TASK MATERIAL:

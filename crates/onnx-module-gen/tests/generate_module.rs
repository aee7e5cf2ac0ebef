use std::{path::Path, sync::Arc};

use ndarray::{arr1, Array2};
use onnx_graph::parse_onnx;
use onnx_model_maker::{
    builder::{Attributes, GraphBuilder, GraphOutput, NodeInput, OutputArity, TensorData},
    schema::SchemaRegistry,
};
use onnx_module_gen::{generate_module, EmbeddingConfigs, Error, ModuleGen};

/// `ReduceSum(Gather(table, ids), axes)` with a 4x2 table and [2, 3] ids.
fn save_model(path: &Path, axes: NodeInput) {
    let mut graph = GraphBuilder::new(Arc::new(SchemaRegistry::builtin())).with_opset_version(13);
    let inputs = graph.input(&[TensorData::from_vec(vec![0i64; 6], vec![2, 3])]);

    let table = Array2::from_shape_vec((4, 2), (0..8).map(|v| v as f32).collect()).unwrap();
    let gather = graph
        .add_node(
            "Gather",
            "",
            13,
            vec![Some(table.into()), Some(inputs[0].as_str().into())],
            OutputArity::Declared,
            Attributes::new(),
        )
        .unwrap();
    let reduce = graph
        .add_node(
            "ReduceSum",
            "",
            13,
            vec![Some((&gather).into()), Some(axes)],
            OutputArity::Declared,
            Attributes::new().with("keepdims", 0),
        )
        .unwrap();
    graph.output([GraphOutput::from(&reduce)]);

    graph.save(path).unwrap();
}

#[test]
fn module_from_a_built_model() {
    let dir = tempfile::tempdir().unwrap();
    let model = dir.path().join("model.onnx");
    save_model(&model, arr1(&[2i64]).into());

    let out_dir = dir.path().join("out");
    ModuleGen::new()
        .input(model.to_str().unwrap())
        .out_dir(out_dir.to_str().unwrap())
        .run_from_cli();

    let code = std::fs::read_to_string(out_dir.join("model.rs")).unwrap();
    assert!(code.contains("Generated from ONNX"));
    assert!(code.contains("pub struct Model<B: Backend>"));
    assert!(code.contains("t_initializer_0: burn::module::Param<Tensor<B, 2>>"));
    assert!(code.contains(".take::<2, 3>(0, t_input_0)"));
    assert!(code.contains(".sum_dim(2).squeeze_dims::<2>(&[2])"));
    assert!(code.contains("pub fn forward(&self, t_input_0: Tensor<B, 2, Int>) -> Tensor<B, 2>"));
    assert!(!code.contains("Embedding"));
    assert!(!out_dir.join("model.graph.txt").exists());
}

#[test]
fn embedding_from_a_configuration_file() {
    let dir = tempfile::tempdir().unwrap();
    let model = dir.path().join("model.onnx");
    save_model(&model, arr1(&[2i64]).into());

    let config = dir.path().join("embeddings.json");
    std::fs::write(
        &config,
        r#"{ "Gather_0": { "num_embeddings": 4, "embedding_dim": 2 } }"#,
    )
    .unwrap();

    let out_dir = dir.path().join("out");
    ModuleGen::new()
        .input(model.to_str().unwrap())
        .out_dir(out_dir.to_str().unwrap())
        .embedding_config(config.to_str().unwrap())
        .development(true)
        .run_from_cli();

    let code = std::fs::read_to_string(out_dir.join("model.rs")).unwrap();
    assert!(code.contains("use burn::nn::Embedding;"));
    assert!(code.contains("gather_0: Embedding<B>"));
    assert!(code.contains("self.gather_0.forward(t_input_0)"));
    assert!(!code.contains("t_initializer_0: burn::module::Param"));
    assert!(out_dir.join("model.graph.txt").exists());
}

#[test]
fn dynamic_axes_are_rejected() {
    let dir = tempfile::tempdir().unwrap();
    let model = dir.path().join("model.onnx");
    save_model(&model, "axes".into());

    let graph = parse_onnx(&model).unwrap();
    let result = generate_module(&graph, &EmbeddingConfigs::default());

    match result {
        Err(Error::UnresolvedDynamicValue { node, tensor }) => {
            assert_eq!(node, "ReduceSum_0");
            assert_eq!(tensor, "axes");
        }
        other => panic!("expected an unresolved value, got {other:?}"),
    }
}

#[test]
#[should_panic(expected = "Module generation failed")]
fn missing_model_aborts_the_run() {
    let dir = tempfile::tempdir().unwrap();

    ModuleGen::new()
        .input(dir.path().join("missing.onnx").to_str().unwrap())
        .out_dir(dir.path().to_str().unwrap())
        .run_from_cli();
}
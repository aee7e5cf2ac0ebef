use crate::ir::ElementType;

/// Error type for reading ONNX models.
#[derive(thiserror::Error, Debug)]
pub enum ParseError {
    /// The model file could not be read.
    #[error("IO error: {0}")]
    Io(#[from] std::io::Error),

    /// The bytes are not a valid ONNX protobuf message.
    #[error("Protobuf error: {0}")]
    Protobuf(#[from] protobuf::Error),

    /// The element type code is unknown or not handled.
    #[error("Unsupported data type: {0}")]
    UnsupportedDataType(i32),

    /// The tensor payload could not be decoded.
    #[error("Invalid tensor '{name}': {reason}")]
    InvalidTensor {
        /// Tensor name.
        name: String,
        /// What is wrong with it.
        reason: String,
    },

    /// An attribute could not be decoded.
    #[error("Invalid attribute '{name}': {reason}")]
    InvalidAttribute {
        /// Attribute name.
        name: String,
        /// What is wrong with it.
        reason: String,
    },

    /// The tensor does not hold integers.
    #[error("Expected integer data, found {0}")]
    NotInteger(ElementType),
}
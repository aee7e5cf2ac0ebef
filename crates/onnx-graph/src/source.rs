//! Rendering of generated token streams as Rust source files.

use proc_macro2::TokenStream;
use rust_format::{Config, Formatter, PostProcess, PrettyPlease};

/// Format `tokens` as a source file, with `header` copied verbatim before the code.
///
/// `_comment_!("..")` and `_blank_!()` markers in `tokens` become comments and blank lines.
pub fn render_source(
    header: Option<&str>,
    tokens: TokenStream,
) -> Result<String, rust_format::Error> {
    let config = Config::new_str().post_proc(PostProcess::ReplaceMarkersAndDocBlocks);
    let code = PrettyPlease::from_config(config).format_tokens(tokens)?;

    Ok(match header {
        Some(header) => format!("{header}{code}"),
        None => code,
    })
}

/// Format `tokens` without a header.
pub fn format_tokens(tokens: TokenStream) -> Result<String, rust_format::Error> {
    render_source(None, tokens)
}

#[cfg(test)]
mod tests {
    use super::*;
    use quote::quote;

    #[test]
    fn header_and_markers() {
        let code = render_source(
            Some("// @generated\n"),
            quote! {
                _comment_!("Built from model.onnx");
                use std::fmt;
                _blank_!();
                fn f() {}
            },
        )
        .unwrap();

        assert!(code.starts_with("// @generated\n"));
        assert!(code.contains("Built from model.onnx"));
        assert!(!code.contains("_comment_"));
        assert!(!code.contains("_blank_"));
        assert!(code.contains("fn f() {}"));
    }

    #[test]
    fn invalid_tokens_are_an_error() {
        assert!(format_tokens(quote! { fn }).is_err());
    }
}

WHAT IS BEING ASKED: Restate each line above word for word.

EXERCISE RESPONSE:
filename crates/onnx-module-gen/tests/generate_module.rs
repository aee7e5cf2ac0ebef
use std::{path::Path, sync::Arc};

use ndarray::{arr1, Array2};
use onnx_graph::parse_onnx;
use onnx_model_maker::{
    builder::{Attributes, GraphBuilder, GraphOutput, NodeInput, OutputArity, TensorData},
    schema::SchemaRegistry,
};
use onnx_module_gen::{generate_module, EmbeddingConfigs, Error, ModuleGen};

/// `ReduceSum(Gather(table, ids), axes)` with a 4x2 table and [2, 3] ids.
fn save_model(path: &Path, axes: NodeInput) {
    let mut graph = GraphBuilder::new(Arc::new(SchemaRegistry::builtin())).with_opset_version(13);
    let inputs = graph.input(&[TensorData::from_vec(vec![0i64; 6], vec![2, 3])]);

    let table = Array2::from_shape_vec((4, 2), (0..8).map(|v| v as f32).collect()).unwrap();
    let gather = graph
        .add_node(
            "Gather",
            "",
            13,
            vec![Some(table.into()), Some(inputs[0].as_str().into())],
            OutputArity::Declared,
            Attributes::new(),
        )
        .unwrap();
    let reduce = graph
        .add_node(
            "ReduceSum",
            "",
            13,
            vec![Some((&gather).into()), Some(axes)],
            OutputArity::Declared,
            Attributes::new().with("keepdims", 0),
        )
        .unwrap();
    graph.output([GraphOutput::from(&reduce)]);

    graph.save(path).unwrap();
}

#[test]
fn module_from_a_built_model() {
    let dir = tempfile::tempdir().unwrap();
    let model = dir.path().join("model.onnx");
    save_model(&model, arr1(&[2i64]).into());

    let out_dir = dir.path().join("out");
    ModuleGen::new()
        .input(model.to_str().unwrap())
        .out_dir(out_dir.to_str().unwrap())
        .run_from_cli();

    let code = std::fs::read_to_string(out_dir.join("model.rs")).unwrap();
    assert!(code.contains("Generated from ONNX"));
    assert!(code.contains("pub struct Model<B: Backend>"));
    assert!(code.contains("t_initializer_0: burn::module::Param<Tensor<B, 2>>"));
    assert!(code.contains(".take::<2, 3>(0, t_input_0)"));
    assert!(code.contains(".sum_dim(2).squeeze_dims::<2>(&[2])"));
    assert!(code.contains("pub fn forward(&self, t_input_0: Tensor<B, 2, Int>) -> Tensor<B, 2>"));
    assert!(!code.contains("Embedding"));
    assert!(!out_dir.join("model.graph.txt").exists());
}

#[test]
fn embedding_from_a_configuration_file() {
    let dir = tempfile::tempdir().unwrap();
    let model = dir.path().join("model.onnx");
    save_model(&model, arr1(&[2i64]).into());

    let config = dir.path().join("embeddings.json");
    std::fs::write(
        &config,
        r#"{ "Gather_0": { "num_embeddings": 4, "embedding_dim": 2 } }"#,
    )
    .unwrap();

    let out_dir = dir.path().join("out");
    ModuleGen::new()
        .input(model.to_str().unwrap())
        .out_dir(out_dir.to_str().unwrap())
        .embedding_config(config.to_str().unwrap())
        .development(true)
        .run_from_cli();

    let code = std::fs::read_to_string(out_dir.join("model.rs")).unwrap();
    assert!(code.contains("use burn::nn::Embedding;"));
    assert!(code.contains("gather_0: Embedding<B>"));
    assert!(code.contains("self.gather_0.forward(t_input_0)"));
    assert!(!code.contains("t_initializer_0: burn::module::Param"));
    assert!(out_dir.join("model.graph.txt").exists());
}

#[test]
fn dynamic_axes_are_rejected() {
    let dir = tempfile::tempdir().unwrap();
    let model = dir.path().join("model.onnx");
    save_model(&model, "axes".into());

    let graph = parse_onnx(&model).unwrap();
    let result = generate_module(&graph, &EmbeddingConfigs::default());

    match result {
        Err(Error::UnresolvedDynamicValue { node, tensor }) => {
            assert_eq!(node, "ReduceSum_0");
            assert_eq!(tensor, "axes");
        }
        other => panic!("expected an unresolved value, got {other:?}"),
    }
}

#[test]
#[should_panic(expected = "Module generation failed")]
fn missing_model_aborts_the_run() {
    let dir = tempfile::tempdir().unwrap();

    ModuleGen::new()
        .input(dir.path().join("missing.onnx").to_str().unwrap())
        .out_dir(dir.path().to_str().unwrap())
        .run_from_cli();
}
repository aee7e5cf2ac0ebef
use crate::ir::ElementType;

/// Error type for reading ONNX models.
#[derive(thiserror::Error, Debug)]
pub enum ParseError {
    /// The model file could not be read.
    #[error("IO error: {0}")]
    Io(#[from] std::io::Error),

    /// The bytes are not a valid ONNX protobuf message.
    #[error("Protobuf error: {0}")]
    Protobuf(#[from] protobuf::Error),

    /// The element type code is unknown or not handled.
    #[error("Unsupported data type: {0}")]
    UnsupportedDataType(i32),

    /// The tensor payload could not be decoded.
    #[error("Invalid tensor '{name}': {reason}")]
    InvalidTensor {
        /// Tensor name.
        name: String,
        /// What is wrong with it.
        reason: String,
    },

    /// An attribute could not be decoded.
    #[error("Invalid attribute '{name}': {reason}")]
    InvalidAttribute {
        /// Attribute name.
        name: String,
        /// What is wrong with it.
        reason: String,
    },

    /// The tensor does not hold integers.
    #[error("Expected integer data, found {0}")]
    NotInteger(ElementType),
}
repository aee7e5cf2ac0ebef
filename crates/onnx-graph/src/source.rs
//! Rendering of generated token streams as Rust source files.

use proc_macro2::TokenStream;
use rust_format::{Config, Formatter, PostProcess, PrettyPlease};

/// Format `tokens` as a source file, with `header` copied verbatim before the code.
///
/// `_comment_!("..")` and `_blank_!()` markers in `tokens` become comments and blank lines.
pub fn render_source(
    header: Option<&str>,
    tokens: TokenStream,
) -> Result<String, rust_format::Error> {
    let config = Config::new_str().post_proc(PostProcess::ReplaceMarkersAndDocBlocks);
    let code = PrettyPlease::from_config(config).format_tokens(tokens)?;

    Ok(match header {
        Some(header) => format!("{header}{code}"),
        None => code,
    })
}

/// Format `tokens` without a header.
pub fn format_tokens(tokens: TokenStream) -> Result<String, rust_format::Error> {
    render_source(None, tokens)
}

#[cfg(test)]
mod tests {
    use super::*;
    use quote::quote;

    #[test]
    fn header_and_markers() {
        let code = render_source(
            Some("// @generated\n"),
            quote! {
                _comment_!("Built from model.onnx");
                use std::fmt;
                _blank_!();
                fn f() {}
            },
        )
        .unwrap();

        assert!(code.starts_with("// @generated\n"));
        assert!(code.contains("Built from model.onnx"));
        assert!(!code.contains("_comment_"));
        assert!(!code.contains("_blank_"));
        assert!(code.contains("fn f() {}"));
    }

    #[test]
    fn invalid_tokens_are_an_error() {
        assert!(format_tokens(quote! { fn }).is_err());
    }
}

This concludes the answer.